Dalam antusiasme membangun usaha, satu hal yang paling sering ditunda adalah menyiapkan perisai untuk saat keadaan memburuk. Pengusaha cenderung optimistis, dan itu bagus. Tapi optimisme tanpa persiapan menghadapi risiko adalah resep menuju kepanikan ketika badai datang. Dan dalam bisnis, badai selalu datang, hanya soal kapan dan seberapa besar.

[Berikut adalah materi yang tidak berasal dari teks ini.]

//! Store trait for per-identifier attempt records.
//!
//! This module defines the persistence interface the attempt tracker uses to
//! read, update and clear failure counters.

use async_trait::async_trait;
use chrono::{DateTime, Utc};

use crate::{
    Error,
    storage::{AttemptRecord, FailureUpdate},
};

/// Key/value persistence for attempt records.
///
/// Keys are derived by the tracker (see [`crate::LockoutConfig::storage_key`]);
/// stores treat them as opaque strings.
///
/// # Failure Semantics
///
/// - Stored data that cannot be decoded must be reported as `Ok(None)` by
///   [`get`](Self::get), never as an error. Implementations should log it.
/// - Backend failures (I/O, connection, constraint) are returned as
///   [`crate::error::StorageError`].
///
/// # Security Considerations
///
/// The default [`record_failure`](Self::record_failure) is a plain
/// read-modify-write and can lose increments under concurrency. Stores that
/// are shared between processes or tasks must override it with an atomic
/// increment-and-check.
#[async_trait]
pub trait AttemptStore: Send + Sync + 'static {
    /// Fetch the record stored under `key`.
    async fn get(&self, key: &str) -> Result<Option<AttemptRecord>, Error>;

    /// Insert or replace the record stored under `key`.
    async fn put(&self, key: &str, record: &AttemptRecord) -> Result<(), Error>;

    /// Delete the record stored under `key`. Removing a missing key is not an error.
    async fn remove(&self, key: &str) -> Result<(), Error>;

    /// Apply one failed attempt to the record under `key` and return the result.
    ///
    /// A missing or malformed record is treated as zero prior failures.
    async fn record_failure(
        &self,
        key: &str,
        update: &FailureUpdate,
    ) -> Result<AttemptRecord, Error> {
        let existing = self.get(key).await?;
        let record = AttemptRecord::apply_failure(existing, update);
        self.put(key, &record).await?;
        Ok(record)
    }

    /// Delete records last updated before `before` that are not locked at `now`.
    ///
    /// Returns the number of records deleted. Stores without retention support
    /// keep everything.
    async fn purge_stale(
        &self,
        _before: DateTime<Utc>,
        _now: DateTime<Utc>,
    ) -> Result<u64, Error> {
        Ok(0)
    }

    /// Prepare the backing storage (create tables, run migrations).
    async fn migrate(&self) -> Result<(), Error> {
        Ok(())
    }
}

Dana darurat adalah lapisan pertahanan pertama. Untuk keuangan pribadi, idealnya setara tiga sampai enam bulan pengeluaran. Untuk usaha, sisihkan dana yang cukup menutup biaya tetap selama beberapa bulan tanpa pemasukan. Fungsinya bukan untuk dipakai, melainkan untuk memberi Anda ruang bernapas saat penjualan tiba-tiba anjlok atau ada pengeluaran besar mendadak. Dana ini sebaiknya disimpan terpisah agar tidak tergoda dipakai untuk hal lain.

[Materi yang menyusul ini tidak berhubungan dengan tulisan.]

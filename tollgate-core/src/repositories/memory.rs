//! In-process attempt store backed by a concurrent map of JSON documents.

use async_trait::async_trait;
use chrono::{DateTime, Utc};
use dashmap::{DashMap, mapref::entry::Entry};

use crate::{
    Error,
    error::StorageError,
    repositories::AttemptStore,
    storage::{AttemptRecord, FailureUpdate},
};

/// Attempt store that keeps serialized records in memory.
///
/// Records are held as JSON strings, so a value that does not decode is
/// handled exactly as a persisted one would be: it reads as absent.
/// [`record_failure`](AttemptStore::record_failure) holds the entry's lock for
/// the whole read-modify-write, which makes increments atomic within the process.
#[derive(Debug, Default)]
pub struct InMemoryAttemptStore {
    entries: DashMap<String, String>,
}

impl InMemoryAttemptStore {
    pub fn new() -> Self {
        Self::default()
    }

    pub fn len(&self) -> usize {
        self.entries.len()
    }

    pub fn is_empty(&self) -> bool {
        self.entries.is_empty()
    }
}

fn decode(key: &str, raw: &str) -> Option<AttemptRecord> {
    match serde_json::from_str(raw) {
        Ok(record) => Some(record),
        Err(e) => {
            tracing::warn!(key = key, error = %e, "Ignoring malformed attempt record");
            None
        }
    }
}

fn encode(record: &AttemptRecord) -> Result<String, Error> {
    serde_json::to_string(record).map_err(|e| {
        tracing::error!(error = %e, "Failed to serialize attempt record");
        StorageError::Serialization("Failed to serialize attempt record".to_string()).into()
    })
}

#[async_trait]
impl AttemptStore for InMemoryAttemptStore {
    async fn get(&self, key: &str) -> Result<Option<AttemptRecord>, Error> {
        Ok(self
            .entries
            .get(key)
            .and_then(|raw| decode(key, raw.value())))
    }

    async fn put(&self, key: &str, record: &AttemptRecord) -> Result<(), Error> {
        let raw = encode(record)?;
        self.entries.insert(key.to_string(), raw);
        Ok(())
    }

    async fn remove(&self, key: &str) -> Result<(), Error> {
        self.entries.remove(key);
        Ok(())
    }

    async fn record_failure(
        &self,
        key: &str,
        update: &FailureUpdate,
    ) -> Result<AttemptRecord, Error> {
        match self.entries.entry(key.to_string()) {
            Entry::Occupied(mut entry) => {
                let existing = decode(key, entry.get());
                let record = AttemptRecord::apply_failure(existing, update);
                entry.insert(encode(&record)?);
                Ok(record)
            }
            Entry::Vacant(entry) => {
                let record = AttemptRecord::apply_failure(None, update);
                entry.insert(encode(&record)?);
                Ok(record)
            }
        }
    }

    async fn purge_stale(&self, before: DateTime<Utc>, now: DateTime<Utc>) -> Result<u64, Error> {
        let mut purged = 0;
        self.entries.retain(|key, raw| {
            let keep = decode(key, raw)
                .is_some_and(|record| record.last_attempt_at >= before || record.is_locked_at(now));
            if !keep {
                purged += 1;
            }
            keep
        });
        Ok(purged)
    }
}

#[cfg(test)]
mod tests {
    use super::*;
    use chrono::Duration;
    use std::sync::Arc;

    fn t0() -> DateTime<Utc> {
        DateTime::from_timestamp(1_700_000_000, 0).unwrap()
    }

    fn update(identifier: &str, at: DateTime<Utc>) -> FailureUpdate {
        FailureUpdate {
            identifier: identifier.to_string(),
            at,
            max_attempts: 5,
            lockout_duration: Duration::minutes(15),
            reset_after_lock_expiry: false,
        }
    }

    fn record(identifier: &str, failure_count: u32) -> AttemptRecord {
        AttemptRecord {
            identifier: identifier.to_string(),
            failure_count,
            last_attempt_at: t0(),
            locked_until: None,
        }
    }

    #[tokio::test]
    async fn test_put_get_remove() {
        let store = InMemoryAttemptStore::new();
        assert!(store.get("login_attempts_a@b.com").await.unwrap().is_none());

        let stored = record("a@b.com", 2);
        store.put("login_attempts_a@b.com", &stored).await.unwrap();
        assert_eq!(
            store.get("login_attempts_a@b.com").await.unwrap(),
            Some(stored)
        );

        store.remove("login_attempts_a@b.com").await.unwrap();
        assert!(store.get("login_attempts_a@b.com").await.unwrap().is_none());
        assert!(store.is_empty());
    }

    #[tokio::test]
    async fn test_remove_missing_key_is_ok() {
        let store = InMemoryAttemptStore::new();
        assert!(store.remove("login_attempts_nobody").await.is_ok());
    }

    #[tokio::test]
    async fn test_malformed_value_reads_as_absent() {
        let _ = tracing_subscriber::fmt().try_init();
        let store = InMemoryAttemptStore::new();

        for raw in ["not json", "{}", r#"{"identifier":"a@b.com","failureCount":-1}"#] {
            store
                .entries
                .insert("login_attempts_a@b.com".to_string(), raw.to_string());
            assert!(
                store.get("login_attempts_a@b.com").await.unwrap().is_none(),
                "{raw} should read as absent"
            );
        }
    }

    #[tokio::test]
    async fn test_record_failure_over_malformed_value_starts_fresh() {
        let store = InMemoryAttemptStore::new();
        store
            .entries
            .insert("login_attempts_a@b.com".to_string(), "garbage".to_string());

        let record = store
            .record_failure("login_attempts_a@b.com", &update("a@b.com", t0()))
            .await
            .unwrap();
        assert_eq!(record.failure_count, 1);
        assert_eq!(
            store.get("login_attempts_a@b.com").await.unwrap(),
            Some(record)
        );
    }

    #[tokio::test(flavor = "multi_thread", worker_threads = 4)]
    async fn test_concurrent_failures_are_not_lost() {
        let store = Arc::new(InMemoryAttemptStore::new());

        let tasks: Vec<_> = (0..50)
            .map(|_| {
                let store = Arc::clone(&store);
                tokio::spawn(async move {
                    store
                        .record_failure("login_attempts_a@b.com", &update("a@b.com", t0()))
                        .await
                        .unwrap();
                })
            })
            .collect();
        for task in tasks {
            task.await.unwrap();
        }

        let record = store.get("login_attempts_a@b.com").await.unwrap().unwrap();
        assert_eq!(record.failure_count, 50);
        assert!(record.locked_until.is_some());
    }

    #[tokio::test]
    async fn test_purge_stale_keeps_recent_and_locked_records() {
        let store = InMemoryAttemptStore::new();
        let now = t0() + Duration::days(10);

        store.put("k_old", &record("old", 1)).await.unwrap();
        store
            .put(
                "k_recent",
                &AttemptRecord {
                    last_attempt_at: now - Duration::hours(1),
                    ..record("recent", 1)
                },
            )
            .await
            .unwrap();
        store
            .put(
                "k_locked",
                &AttemptRecord {
                    locked_until: Some(now + Duration::minutes(5)),
                    ..record("locked", 5)
                },
            )
            .await
            .unwrap();
        store
            .entries
            .insert("k_garbage".to_string(), "garbage".to_string());

        let purged = store
            .purge_stale(now - Duration::days(7), now)
            .await
            .unwrap();

        assert_eq!(purged, 2);
        assert!(store.get("k_old").await.unwrap().is_none());
        assert!(store.get("k_recent").await.unwrap().is_some());
        assert!(store.get("k_locked").await.unwrap().is_some());
        assert_eq!(store.len(), 2);
    }
}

Di luar dana darurat, kenali risiko-risiko yang mengintai usaha Anda dan siapkan rencana untuk masing-masing. Apa yang terjadi jika pemasok utama berhenti? Bagaimana jika satu pelanggan besar yang menyumbang mayoritas omzet tiba-tiba pergi? Pertanyaan-pertanyaan tidak nyaman inilah yang harus dijawab saat keadaan tenang, bukan saat sudah terlambat dan kepala sedang penuh tekanan. Menuliskannya hitam di atas putih membuat rencana itu nyata dan bisa dijalankan siapa pun, bukan sekadar niat samar yang tersimpan di kepala pemilik usaha.

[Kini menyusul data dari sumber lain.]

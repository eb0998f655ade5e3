//! The credential value
//!
//! A `Credential` is one acquired authentication grant. It is never mutated:
//! renewal and re-login produce a new value that replaces the old one wholesale.
//! Expiry is tracked as a monotonic `tokio::time::Instant` so that schedule
//! arithmetic is immune to wall-clock jumps.

use std::time::Duration;

use common::Secret;
use tokio::time::Instant;

use crate::error::{Error, Result};

/// One acquired ticket-granting credential.
#[derive(Debug)]
pub struct Credential {
    subject: String,
    issued_at: Instant,
    expires_at: Instant,
    renewable: bool,
    renew_until: Option<Instant>,
    /// Opaque material the transport needs to authenticate (for the kinit
    /// provider this is the credential cache name).
    handle: Secret<Vec<u8>>,
}

impl Credential {
    /// Build a non-renewable credential.
    ///
    /// Fails with `Expired` if `expires_at` is not strictly in the future.
    pub fn new(subject: impl Into<String>, expires_at: Instant, handle: Vec<u8>) -> Result<Self> {
        let subject = subject.into();
        let now = Instant::now();
        if expires_at <= now {
            return Err(Error::Expired(format!(
                "credential for {subject} expired before it was issued"
            )));
        }
        Ok(Self {
            subject,
            issued_at: now,
            expires_at,
            renewable: false,
            renew_until: None,
            handle: Secret::new(handle),
        })
    }

    /// Mark the credential renewable, optionally up to a renewal limit.
    pub fn with_renewal(mut self, renew_until: Option<Instant>) -> Self {
        self.renewable = true;
        self.renew_until = renew_until;
        self
    }

    pub fn subject(&self) -> &str {
        &self.subject
    }

    pub fn issued_at(&self) -> Instant {
        self.issued_at
    }

    pub fn expires_at(&self) -> Instant {
        self.expires_at
    }

    pub fn renewable(&self) -> bool {
        self.renewable
    }

    pub fn renew_until(&self) -> Option<Instant> {
        self.renew_until
    }

    pub fn handle(&self) -> &Secret<Vec<u8>> {
        &self.handle
    }

    pub fn is_expired(&self) -> bool {
        Instant::now() >= self.expires_at
    }

    /// Remaining lifetime, zero once expired.
    pub fn time_to_expiry(&self) -> Duration {
        self.expires_at.saturating_duration_since(Instant::now())
    }

    /// Renewable and still inside its renewal window.
    pub fn can_renew(&self) -> bool {
        if !self.renewable || self.is_expired() {
            return false;
        }
        match self.renew_until {
            Some(limit) => Instant::now() < limit,
            None => true,
        }
    }
}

Manajemen risiko bukan tanda pesimisme, melainkan bentuk tanggung jawab. Justru dengan perisai yang siap, Anda bisa mengambil peluang lebih berani, karena tahu ada jaring pengaman di bawah. Pengusaha yang tangguh bukan yang tidak pernah jatuh, melainkan yang sudah menyiapkan cara untuk bangkit sebelum jatuh itu terjadi.